The strike of 2,000 New York University (NYU) graduate student-workers is nearing the end of its first week, and the strikers are determined to win higher wages and benefits and better working conditions. The NYU chapter of the International Youth and Students for Social Equality (IYSSE) spoke to strikers on the picket line Thursday.
That same day, the efforts of the United Auto Workers (UAW) with which the Graduate Students Organizing Committee (GSOC) union is affiliated, to sell out the strike reached a new stage, with GSOC-UAW holding mediated bargaining sessions with the university, dropping demands and promoting Democratic Party politicians.
For the graduate students, the stakes are high. As one striking doctoral student told the IYSSE, “We’re literally talking about people’s lives.”
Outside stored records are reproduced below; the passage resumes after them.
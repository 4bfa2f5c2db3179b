//! SVG rendering of an equity curve.

use crate::domain::metrics::EquityPoint;

const WIDTH: f64 = 800.0;
const HEIGHT: f64 = 300.0;
const PADDING: f64 = 40.0;

/// Render the curve as a standalone SVG document. Returns `None` when there
/// are no points to draw.
pub fn render_equity_svg(equity_curve: &[EquityPoint], title: &str) -> Option<String> {
    let first = equity_curve.first()?;
    let last = equity_curve.last()?;

    let min_equity = equity_curve
        .iter()
        .map(|p| p.equity)
        .fold(f64::INFINITY, f64::min);
    let max_equity = equity_curve
        .iter()
        .map(|p| p.equity)
        .fold(f64::NEG_INFINITY, f64::max);

    let plot_width = WIDTH - 2.0 * PADDING;
    let plot_height = HEIGHT - 2.0 * PADDING;

    let range = max_equity - min_equity;
    let scale_y = if range > 0.0 { plot_height / range } else { 0.0 };
    let scale_x = if equity_curve.len() > 1 {
        plot_width / (equity_curve.len() - 1) as f64
    } else {
        0.0
    };

    let points: Vec<String> = equity_curve
        .iter()
        .enumerate()
        .map(|(i, point)| {
            let x = PADDING + i as f64 * scale_x;
            // flat curves sit on the vertical centre line
            let y = if range > 0.0 {
                HEIGHT - PADDING - (point.equity - min_equity) * scale_y
            } else {
                HEIGHT / 2.0
            };
            format!("{x:.1},{y:.1}")
        })
        .collect();

    let bottom = HEIGHT - PADDING;
    let right = WIDTH - PADDING;
    Some(format!(
        r##"<svg xmlns="http://www.w3.org/2000/svg" width="{WIDTH:.0}" height="{HEIGHT:.0}" viewBox="0 0 {WIDTH:.0} {HEIGHT:.0}">
  <rect width="100%" height="100%" fill="white"/>
  <text x="{PADDING:.0}" y="24" font-family="sans-serif" font-size="14">{title}</text>
  <line x1="{PADDING:.0}" y1="{PADDING:.0}" x2="{PADDING:.0}" y2="{bottom:.0}" stroke="black"/>
  <line x1="{PADDING:.0}" y1="{bottom:.0}" x2="{right:.0}" y2="{bottom:.0}" stroke="black"/>
  <text x="2" y="{PADDING:.0}" font-family="sans-serif" font-size="10">{max_equity:.2}</text>
  <text x="2" y="{bottom:.0}" font-family="sans-serif" font-size="10">{min_equity:.2}</text>
  <text x="{PADDING:.0}" y="{label_y:.0}" font-family="sans-serif" font-size="10">{start}</text>
  <text x="{right:.0}" y="{label_y:.0}" font-family="sans-serif" font-size="10" text-anchor="end">{end}</text>
  <polyline fill="none" stroke="#1f77b4" stroke-width="1.5" points="{polyline}"/>
</svg>
"##,
        title = escape(title),
        label_y = HEIGHT - 10.0,
        start = first.timestamp.format("%Y-%m-%d %H:%M"),
        end = last.timestamp.format("%Y-%m-%d %H:%M"),
        polyline = points.join(" "),
    ))
}

fn escape(text: &str) -> String {
    text.replace('&', "&amp;")
        .replace('<', "&lt;")
        .replace('>', "&gt;")
}

#[cfg(test)]
mod tests {
    use super::*;
    use chrono::NaiveDate;

    fn sample_equity_point(minute: u32, equity: f64) -> EquityPoint {
        EquityPoint {
            timestamp: NaiveDate::from_ymd_opt(2024, 1, 2)
                .unwrap()
                .and_hms_opt(9, minute, 0)
                .unwrap(),
            equity,
        }
    }

    #[test]
    fn empty_curve_renders_nothing() {
        assert!(render_equity_svg(&[], "Equity").is_none());
    }

    #[test]
    fn polyline_spans_plot_area() {
        let curve = vec![
            sample_equity_point(30, 100_000.0),
            sample_equity_point(31, 105_000.0),
            sample_equity_point(32, 110_000.0),
        ];
        let svg = render_equity_svg(&curve, "Equity curve").unwrap();

        assert!(svg.starts_with("<svg"));
        assert!(svg.contains("points=\"40.0,260.0 400.0,150.0 760.0,40.0\""));
        assert!(svg.contains("Equity curve"));
        assert!(svg.contains("2024-01-02 09:32"));
    }

    #[test]
    fn flat_curve_is_centred() {
        let curve = vec![sample_equity_point(30, 500.0), sample_equity_point(31, 500.0)];
        let svg = render_equity_svg(&curve, "flat").unwrap();
        assert!(svg.contains("points=\"40.0,150.0 760.0,150.0\""));
    }

    #[test]
    fn title_is_escaped() {
        let curve = vec![sample_equity_point(30, 1.0)];
        let svg = render_equity_svg(&curve, "a<b & c").unwrap();
        assert!(svg.contains("a&lt;b &amp; c"));
    }
}
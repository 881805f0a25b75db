use clap::{Parser, Subcommand};

use crmlookup::cli::lookup::{run_lookup, LookupCommand};

#[derive(Parser)]
#[command(name = "crmlookup", version, about = "Look up CRM locations and custom values over OAuth")]
struct Cli {
    /// Config file to load before the default locations
    #[arg(long, global = true)]
    config: Option<String>,

    /// Output in JSON format
    #[arg(long, global = true)]
    json: bool,

    #[command(subcommand)]
    command: Commands,
}

#[derive(Subcommand)]
enum Commands {
    /// Search locations
    Locations {
        /// Free-text search
        #[arg(long)]
        query: Option<String>,

        /// Maximum results (1-100)
        #[arg(long)]
        limit: Option<u32>,
    },

    /// Show one location
    Location {
        /// Location id
        id: String,
    },

    /// List a location's custom values, probing known endpoints
    #[command(name = "custom-values")]
    CustomValues {
        /// Location id
        id: String,
    },

    /// Acquire an access token and report its expiry
    Token {
        /// Also print the refresh token the provider returned
        #[arg(long)]
        show_refresh: bool,
    },
}

impl From<Commands> for LookupCommand {
    fn from(cmd: Commands) -> Self {
        match cmd {
            Commands::Locations { query, limit } => LookupCommand::Locations { query, limit },
            Commands::Location { id } => LookupCommand::Location { id },
            Commands::CustomValues { id } => LookupCommand::CustomValues { id },
            Commands::Token { show_refresh } => LookupCommand::Token { show_refresh },
        }
    }
}

#[tokio::main]
async fn main() {
    tracing_subscriber::fmt()
        .with_env_filter(
            tracing_subscriber::EnvFilter::try_from_env("CRMLOOKUP_LOG_LEVEL")
                .unwrap_or_else(|_| tracing_subscriber::EnvFilter::new("warn")),
        )
        .with_writer(std::io::stderr)
        .init();

    let cli = Cli::parse();

    if !run_lookup(cli.config.as_deref(), cli.command.into(), cli.json).await {
        std::process::exit(1);
    }
}
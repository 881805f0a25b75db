pub mod acquirer;
pub mod cache;
pub mod flight;
pub mod token;

pub use acquirer::{AcquisitionAttempt, GrantKind, OAuthAcquirer, OAuthCredentials, TokenSource};
pub use cache::TokenCache;
pub use flight::SingleFlight;
pub use token::{CachedToken, ExpiryPolicy, TokenGrant};
use std::future::Future;
use std::sync::atomic::{AtomicU64, Ordering};

use tokio::sync::Mutex;

/// Collapses concurrent runs of the same computation into one.
///
/// The first caller becomes the leader and runs the computation while holding
/// the slot. Callers that queued on the slot while a flight was in progress
/// take that flight's outcome instead of starting their own. A caller that
/// arrives after a flight has landed starts a new one.
#[derive(Debug)]
pub struct SingleFlight<T> {
    slot: Mutex<Landed<T>>,
    landed: AtomicU64,
}

#[derive(Debug)]
struct Landed<T> {
    generation: u64,
    outcome: Option<T>,
}

impl<T: Clone> SingleFlight<T> {
    pub fn new() -> Self {
        Self {
            slot: Mutex::new(Landed {
                generation: 0,
                outcome: None,
            }),
            landed: AtomicU64::new(0),
        }
    }

    /// Run `work`, or join the flight already in progress.
    ///
    /// If the leader is cancelled before landing, the next queued caller runs
    /// `work` itself.
    pub async fn run<F, Fut>(&self, work: F) -> T
    where
        F: FnOnce() -> Fut,
        Fut: Future<Output = T>,
    {
        let seen = self.landed.load(Ordering::Acquire);
        let mut slot = self.slot.lock().await;
        if slot.generation != seen {
            if let Some(outcome) = &slot.outcome {
                return outcome.clone();
            }
        }

        let outcome = work().await;
        slot.generation += 1;
        slot.outcome = Some(outcome.clone());
        self.landed.store(slot.generation, Ordering::Release);
        outcome
    }

    /// Number of flights that have completed.
    pub fn flights(&self) -> u64 {
        self.landed.load(Ordering::Acquire)
    }
}

impl<T: Clone> Default for SingleFlight<T> {
    fn default() -> Self {
        Self::new()
    }
}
He explained, “I’ve personally been impacted by the past 10 months of bargaining, which are leading nowhere in terms of our contract—the raise that we’re asking for, just to literally be able to pay rent and buy food—and also by the pandemic. I’m an international student, and there was absolutely no help [from NYU] with my visa when I had visa problems. I don’t understand how we’re expected to work and offer the high quality of education that our students expect, rightfully so, when my life is constantly at stake, literally.
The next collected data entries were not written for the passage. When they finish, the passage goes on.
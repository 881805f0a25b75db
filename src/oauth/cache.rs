use std::sync::atomic::{AtomicU64, Ordering};
use std::sync::Arc;

use chrono::Utc;
use tokio::sync::RwLock;

use crate::error::CrmError;

use super::acquirer::TokenSource;
use super::flight::SingleFlight;
use super::token::{CachedToken, ExpiryPolicy};

/// Process-wide holder of the single live access token.
///
/// Built once by the client and shared by reference; concurrent misses are
/// collapsed into one acquisition through [`SingleFlight`].
pub struct TokenCache {
    source: Arc<dyn TokenSource>,
    policy: ExpiryPolicy,
    slot: RwLock<Option<CachedToken>>,
    flight: SingleFlight<Result<CachedToken, CrmError>>,
    acquired: AtomicU64,
}

impl std::fmt::Debug for TokenCache {
    fn fmt(&self, f: &mut std::fmt::Formatter<'_>) -> std::fmt::Result {
        f.debug_struct("TokenCache")
            .field("policy", &self.policy)
            .field("acquisitions", &self.acquisitions())
            .finish_non_exhaustive()
    }
}

impl TokenCache {
    pub fn new(source: Arc<dyn TokenSource>, policy: ExpiryPolicy) -> Self {
        Self {
            source,
            policy,
            slot: RwLock::new(None),
            flight: SingleFlight::new(),
            acquired: AtomicU64::new(0),
        }
    }

    /// Return a valid access token, acquiring one if the cache is empty or
    /// the cached token has reached its expiry.
    pub async fn get(&self) -> Result<String, CrmError> {
        if let Some(token) = self.valid().await {
            tracing::debug!("serving cached access token");
            return Ok(token.access_token);
        }

        self.flight
            .run(|| self.refill())
            .await
            .map(|token| token.access_token)
    }

    async fn refill(&self) -> Result<CachedToken, CrmError> {
        // A flight that landed between our miss and taking the slot may
        // already have refilled the cache.
        if let Some(token) = self.valid().await {
            return Ok(token);
        }
        self.acquired.fetch_add(1, Ordering::Relaxed);
        let grant = self.source.acquire().await?;
        let token = CachedToken::issue(grant, &self.policy, Utc::now());
        tracing::debug!(expires_at = %token.expires_at, "cached new access token");
        *self.slot.write().await = Some(token.clone());
        Ok(token)
    }

    /// Drop the cached token unconditionally.
    pub async fn invalidate(&self) {
        if self.slot.write().await.take().is_some() {
            tracing::debug!("invalidated cached access token");
        }
    }

    /// Clone of the live token, valid or not.
    pub async fn snapshot(&self) -> Option<CachedToken> {
        self.slot.read().await.clone()
    }

    /// Number of times this cache has asked its source for a token.
    pub fn acquisitions(&self) -> u64 {
        self.acquired.load(Ordering::Relaxed)
    }

    async fn valid(&self) -> Option<CachedToken> {
        let now = Utc::now();
        self.slot
            .read()
            .await
            .as_ref()
            .filter(|t| t.is_valid_at(now))
            .cloned()
    }
}

#[cfg(test)]
mod tests {
    use super::*;
    use crate::oauth::token::TokenGrant;
    use async_trait::async_trait;
    use std::sync::atomic::AtomicUsize;
    use std::time::Duration;

    /// Hands out `tok-1`, `tok-2`, ... and counts calls.
    struct CountingSource {
        calls: AtomicUsize,
        delay: Duration,
        fail: bool,
    }

    impl CountingSource {
        fn new(delay: Duration) -> Arc<Self> {
            Arc::new(Self {
                calls: AtomicUsize::new(0),
                delay,
                fail: false,
            })
        }

        fn failing() -> Arc<Self> {
            Arc::new(Self {
                calls: AtomicUsize::new(0),
                delay: Duration::from_millis(50),
                fail: true,
            })
        }

        fn calls(&self) -> usize {
            self.calls.load(Ordering::SeqCst)
        }
    }

    #[async_trait]
    impl TokenSource for CountingSource {
        async fn acquire(&self) -> Result<TokenGrant, CrmError> {
            let n = self.calls.fetch_add(1, Ordering::SeqCst) + 1;
            tokio::time::sleep(self.delay).await;
            if self.fail {
                return Err(CrmError::Acquisition("refresh_token grant: HTTP 400".into()));
            }
            Ok(TokenGrant {
                access_token: format!("tok-{n}"),
                refresh_token: Some(format!("rt-{n}")),
                expires_in: Some(3600),
            })
        }
    }

    fn cache_over(source: Arc<CountingSource>) -> TokenCache {
        TokenCache::new(source, ExpiryPolicy::default())
    }

    #[tokio::test]
    async fn fresh_token_is_served_without_acquiring() {
        let source = CountingSource::new(Duration::ZERO);
        let cache = cache_over(source.clone());
        *cache.slot.write().await = Some(CachedToken {
            access_token: "seeded".into(),
            refresh_token: None,
            expires_at: Utc::now() + chrono::Duration::minutes(10),
        });

        assert_eq!(cache.get().await.unwrap(), "seeded");
        assert_eq!(cache.get().await.unwrap(), "seeded");
        assert_eq!(source.calls(), 0);
    }

    #[tokio::test]
    async fn expired_token_triggers_exactly_one_acquisition() {
        let source = CountingSource::new(Duration::ZERO);
        let cache = cache_over(source.clone());
        *cache.slot.write().await = Some(CachedToken {
            access_token: "stale".into(),
            refresh_token: None,
            expires_at: Utc::now() - chrono::Duration::seconds(1),
        });

        assert_eq!(cache.get().await.unwrap(), "tok-1");
        assert_eq!(cache.get().await.unwrap(), "tok-1");
        assert_eq!(source.calls(), 1);
        let snap = cache.snapshot().await.unwrap();
        assert_eq!(snap.access_token, "tok-1");
        assert!(!snap.is_expired());
    }

    #[tokio::test]
    async fn concurrent_misses_share_one_acquisition() {
        let source = CountingSource::new(Duration::from_millis(100));
        let cache = Arc::new(cache_over(source.clone()));

        let mut handles = Vec::new();
        for _ in 0..20 {
            let cache = cache.clone();
            handles.push(tokio::spawn(async move { cache.get().await }));
        }
        for h in handles {
            assert_eq!(h.await.unwrap().unwrap(), "tok-1");
        }
        assert_eq!(source.calls(), 1);
        assert_eq!(cache.acquisitions(), 1);
    }

    #[tokio::test]
    async fn concurrent_waiters_share_a_failure() {
        let source = CountingSource::failing();
        let cache = Arc::new(cache_over(source.clone()));

        let mut handles = Vec::new();
        for _ in 0..5 {
            let cache = cache.clone();
            handles.push(tokio::spawn(async move { cache.get().await }));
        }
        for h in handles {
            let err = h.await.unwrap().unwrap_err();
            assert!(matches!(err, CrmError::Acquisition(_)));
        }
        assert_eq!(source.calls(), 1);
        assert!(cache.snapshot().await.is_none());
    }

    #[tokio::test]
    async fn invalidate_forces_reacquisition() {
        let source = CountingSource::new(Duration::ZERO);
        let cache = cache_over(source.clone());

        assert_eq!(cache.get().await.unwrap(), "tok-1");
        cache.invalidate().await;
        assert!(cache.snapshot().await.is_none());
        assert_eq!(cache.get().await.unwrap(), "tok-2");
        assert_eq!(source.calls(), 2);
    }

    #[tokio::test]
    async fn acquisition_replaces_rather_than_merges() {
        let source = CountingSource::new(Duration::ZERO);
        let cache = cache_over(source.clone());
        *cache.slot.write().await = Some(CachedToken {
            access_token: "old".into(),
            refresh_token: Some("old-rt".into()),
            expires_at: Utc::now() - chrono::Duration::seconds(5),
        });

        cache.get().await.unwrap();
        let snap = cache.snapshot().await.unwrap();
        assert_eq!(snap.access_token, "tok-1");
        assert_eq!(snap.refresh_token.as_deref(), Some("rt-1"));
    }
}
“Overnight, we woke up and they said F1 visas have to leave the country in the next four weeks. And I packed and moved out, and then they said, ‘Now you can stay,’ and then I unpacked, but then they said, ‘Only if it’s in-person [education] and not virtual,’ and so I packed my stuff again.
“So I’m in this constant state of terror that anything will happen and I have to leave, and this impacts not only my well-being, but it impacts my entire life here. I’ve been here for six years. This is just one little personal story as to why this is important. People don’t understand that it’s humans and lives that we’re talking about here. We’re literally talking about people’s lives.”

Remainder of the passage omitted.